Step Interpretation: In a conventional machine learning model, usually the model training set of data required to train a model of the data center and then, after the prediction. In the transverse federal study, can be seen as a distributed model based on training samples, distribute all the data to different machines, each machine model downloaded from the server, and then use the local data model training, after returning to the parameter server needs to be updated; server aggregation parameters returned on each machine, update the model, then the latest model feedback to each machine.

In this process, at each machine they are the same and complete the model, and no exchange no dependencies between machines, each machine can also be an independent predictor in predicting, this process can be seen as a distributed model to a sample-based training . Google originally in landscape federal solution to end users in the Android phone update models of local problem.
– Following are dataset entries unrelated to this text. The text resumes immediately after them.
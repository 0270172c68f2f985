use std::{
    io::Write,
    path::PathBuf,
    sync::Arc,
};

use clap_derive::{Args, Parser, Subcommand};
use jiff::Timestamp;
use thiserror::Error;
use tracing::info;

use crate::{
    config::{ConfigError, Settings},
    merge::MergeDedupConsumer,
    partition::{PartitionedEventStream, StreamError, key_for_pv_name},
    registry::StaticTypeRegistry,
    retrieval::{RequestParams, RetrievalEngine, RetrievalError, RetrievalRequest},
    sample::StreamDescriptor,
    sink::{Sink, SinkError, TextSink},
    time::parse_instant,
};

#[derive(Error, Debug)]
pub enum CliError {
    #[error(transparent)]
    Config(#[from] ConfigError),
    #[error(transparent)]
    Retrieval(#[from] RetrievalError),
    #[error(transparent)]
    Stream(#[from] StreamError),
    #[error(transparent)]
    Sink(#[from] SinkError),
    #[error("invalid time '{0}'")]
    InvalidTime(String),
    #[error("'{0}' is not a partition file")]
    NotAPartition(PathBuf),
}

#[derive(Parser, Debug, Clone)]
#[command(author, version, about, long_about = None)]
pub struct Cli {
    /// Settings file, defaults to ./permafrost.* when present
    #[arg(long, global = true)]
    pub config: Option<String>,
    #[command(subcommand)]
    pub command: CliCommands,
}

#[derive(Subcommand, Debug, Clone)]
pub enum CliCommands {
    /// Retrieve a PV
    Get(GetArgs),
    /// Print the partition key of a PV name
    Key { pv: String },
    /// Print the samples of one partition file
    Dump(DumpArgs),
}

#[derive(Args, Debug, Clone)]
pub struct GetArgs {
    #[arg(long)]
    pub pv: String,
    #[arg(long)]
    pub from: Option<String>,
    #[arg(long)]
    pub to: Option<String>,
    /// t0,t1,t2,t3,... ascending start/end pairs
    #[arg(long)]
    pub timeranges: Option<String>,
    /// ie. optimized_160, firstSample_3600, lastFill
    #[arg(long)]
    pub pp: Option<String>,
    #[arg(long)]
    pub use_reduced: bool,
    /// Serve unknown PVs with this PV's type info
    #[arg(long)]
    pub retired_template: Option<String>,
    #[arg(long)]
    pub skip_search: bool,
}

#[derive(Args, Debug, Clone)]
pub struct DumpArgs {
    pub file: PathBuf,
    #[arg(long)]
    pub from: Option<String>,
    #[arg(long)]
    pub to: Option<String>,
    #[arg(long)]
    pub skip_search: bool,
}

impl From<&GetArgs> for RequestParams {
    fn from(args: &GetArgs) -> Self {
        RequestParams {
            pv: args.pv.clone(),
            from: args.from.clone(),
            to: args.to.clone(),
            timeranges: args.timeranges.clone(),
            pp: args.pp.clone(),
            use_reduced: args.use_reduced,
            fetch_latest_metadata: false,
            skip_search: args.skip_search,
        }
    }
}

fn parse_time(input: &str) -> Result<Timestamp, CliError> {
    parse_instant(input).map_err(|_| CliError::InvalidTime(input.to_string()))
}

impl Cli {
    pub async fn dispatch<W: Write + Send>(self, out: W) -> Result<(), CliError> {
        let mut sink = TextSink::new(out);
        match self.command {
            CliCommands::Get(args) => {
                let mut settings = Settings::load(self.config.as_deref())?;
                if args.retired_template.is_some() {
                    settings.retrieval.retired_pv_template = args.retired_template.clone();
                }
                let registry = StaticTypeRegistry::from_file(&settings.registry_path)?;
                info!("loaded {} PVs from {}", registry.len(), settings.registry_path.display());

                let request = RetrievalRequest::parse(&(&args).into(), Timestamp::now())?;
                let engine = RetrievalEngine::new(Arc::new(registry), settings.retrieval);
                let outcome = engine.retrieve(&request, &mut sink).await?;
                info!("{outcome:?}");
            }
            CliCommands::Key { pv } => {
                let mut out = sink.into_inner();
                writeln!(out, "{}", key_for_pv_name(&pv)).map_err(SinkError::from)?;
            }
            CliCommands::Dump(args) => dump(&args, &mut sink)?,
        }
        Ok(())
    }
}

/// Whole file, or the window when `--from`/`--to` are given
fn dump(args: &DumpArgs, sink: &mut dyn Sink) -> Result<(), CliError> {
    let header = PartitionedEventStream::read_header(&args.file)?
        .ok_or_else(|| CliError::NotAPartition(args.file.clone()))?;
    let descriptor = StreamDescriptor::from_header(&header, args.file.display().to_string());

    let stream = match (&args.from, &args.to) {
        (None, None) => PartitionedEventStream::open_byte_range(
            &args.file,
            header.payload_type,
            &header.pv_name,
            0,
            u64::MAX,
        )?,
        (from, to) => {
            let start = match from {
                Some(from) => parse_time(from)?,
                None => Timestamp::MIN,
            };
            let end = match to {
                Some(to) => parse_time(to)?,
                None => Timestamp::MAX,
            };
            PartitionedEventStream::open_window(
                &args.file,
                header.payload_type,
                &header.pv_name,
                start,
                end,
                args.skip_search,
            )?
        }
    };

    let mut consumer = MergeDedupConsumer::new();
    consumer.processing_pv(sink, &descriptor)?;
    consumer.consume_stream(stream, sink)?;
    sink.end()?;
    Ok(())
}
2.3.2 Federal longitudinal study

Two sets of user data in many overlapping and in the case wherein the user overlap less, we set the data according to the characteristic dimension i.e., longitudinal) segmentation, and remove both the user and the user features are not exactly the same as that portion of the training data . This method is called the Federal longitudinal study. For example, there are two different institutions, a bank is a place, another is the same place the electricity supplier. Their user base is likely to contain most of the inhabitants of the land, so the user a larger intersection. However, due to the behavior of the balance of payments is the user's bank records and credit rating, and electricity providers is to maintain user browsing and purchase history, so their users intersection of smaller features. Federal longitudinal study of these different features is to be polymerized in an encrypted state, to enhance the ability of the Federal learning model. At present, the logistic regression model, tree model and neural network model and many other machine learning models have been shown to gradually build on this federal system. The learning steps shown above, is divided into two big:

The first step: encrypt sample alignment. It is to do it at the system level, so the company is not exposed to the perceived level of non-cross-user.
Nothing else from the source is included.